Non Linear Dreams

I loved watching Hyperland. This documentary written by Douglas Adams for BBC Two in 1990 is an amazing insight into the dream for what Hypertext might bring with it. Full of non-linear adventures, segues and "Micons".

In some ways the web we got is this reality - hypertext allows you to link out to virtually any information - but what I don't think we've arrived at is an understanding of the concept of non-linear.

What hypertext presented was a concept of non-linearity trapped inside a linear one. The implementation, somewhat limited by peoples ability to grasp new concepts, remained tied to the linear nature of print.

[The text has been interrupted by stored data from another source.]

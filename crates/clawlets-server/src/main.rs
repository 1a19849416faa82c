//! Clawlets server binary.

use std::sync::Arc;

use anyhow::Context;
use clawlets_core::{ChannelScheduler, Engine, SystemClock};
use clawlets_server::config::{ServerConfig, StorageBackendType};
use clawlets_server::{app, drain_scheduled_calls, retention_timer};
use clawlets_store::{BlobStore, MemoryBlobStore, MemoryStore, Store};
use tracing_subscriber::EnvFilter;

#[tokio::main]
async fn main() -> anyhow::Result<()> {
    let config = ServerConfig::from_env();

    tracing_subscriber::fmt()
        .with_env_filter(
            EnvFilter::try_from_default_env()
                .unwrap_or_else(|_| EnvFilter::new(config.log_level.clone())),
        )
        .init();

    let store: Arc<dyn Store> = match &config.storage_backend {
        StorageBackendType::Memory => {
            tracing::warn!("using in-memory storage; data is lost on restart");
            Arc::new(MemoryStore::new())
        }
        StorageBackendType::Postgres { url } => build_postgres_store(url).await?,
    };
    let blobs: Arc<dyn BlobStore> = Arc::new(MemoryBlobStore::new());

    let (scheduler, scheduled_rx) = ChannelScheduler::new();
    let engine = Engine::new(store, blobs, Arc::new(SystemClock), Arc::new(scheduler))
        .with_auth_disabled(config.auth_disabled);
    if config.auth_disabled {
        tracing::warn!("authentication disabled; every caller is a synthetic admin");
    }

    tokio::spawn(drain_scheduled_calls(engine.clone(), scheduled_rx));
    tokio::spawn(retention_timer(
        engine.clone(),
        config.retention_sweep_interval_secs,
    ));

    let listener = tokio::net::TcpListener::bind(config.bind_addr)
        .await
        .with_context(|| format!("binding {}", config.bind_addr))?;
    tracing::info!(
        addr = %config.bind_addr,
        maintenance = config.maintenance_enabled,
        "clawlets control plane listening"
    );
    axum::serve(listener, app(engine, config.maintenance_enabled))
        .await
        .context("server exited")?;
    Ok(())
}

#[cfg(feature = "postgres-backend")]
async fn build_postgres_store(url: &str) -> anyhow::Result<Arc<dyn Store>> {
    let pool = sqlx::postgres::PgPoolOptions::new()
        .max_connections(16)
        .connect(url)
        .await
        .context("connecting to PostgreSQL")?;
    let store = clawlets_store::PgStore::new(pool);
    store.migrate().await.context("running schema migration")?;
    Ok(Arc::new(store))
}

#[cfg(not(feature = "postgres-backend"))]
async fn build_postgres_store(_url: &str) -> anyhow::Result<Arc<dyn Store>> {
    anyhow::bail!("this build lacks the postgres-backend feature")
}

Things had an order to them, a sequence, and so as the web progressed those concepts became re-engrained. To the point where we seem to have regressed back to linearity and sequence.

Hypertext is dead.

Text As Polysynchronous

But what if the concept of what is non-linear related to our concept of time rather than the object?

What if we read in a linear and sequential manner but hypertext was an overlay of time?

Could hypertext instead be away of seeing and interacting around the text rather than being of the text itself?

Could hypertext be rethought as Polysynchronous Text?

A colleague of mine did some interesting research into developing the concept of Polysynchronous Learning from which I've drawn this concept of non-linear as a relation to time rather than object. I've also drawn on the nature of the fedwiki platform and global participation. See Prayer Wheel

Re-imagining hypertext as polysynchronous provides an interesting platform for the imagination. A text platform where the narrative is linear but the surrounding interaction - reading, commenting, note taking, expanding, defining - is both part of the object and yet separate has some alluring possibilities. Perhaps this is kind of functionality you develop in A SFW "Book".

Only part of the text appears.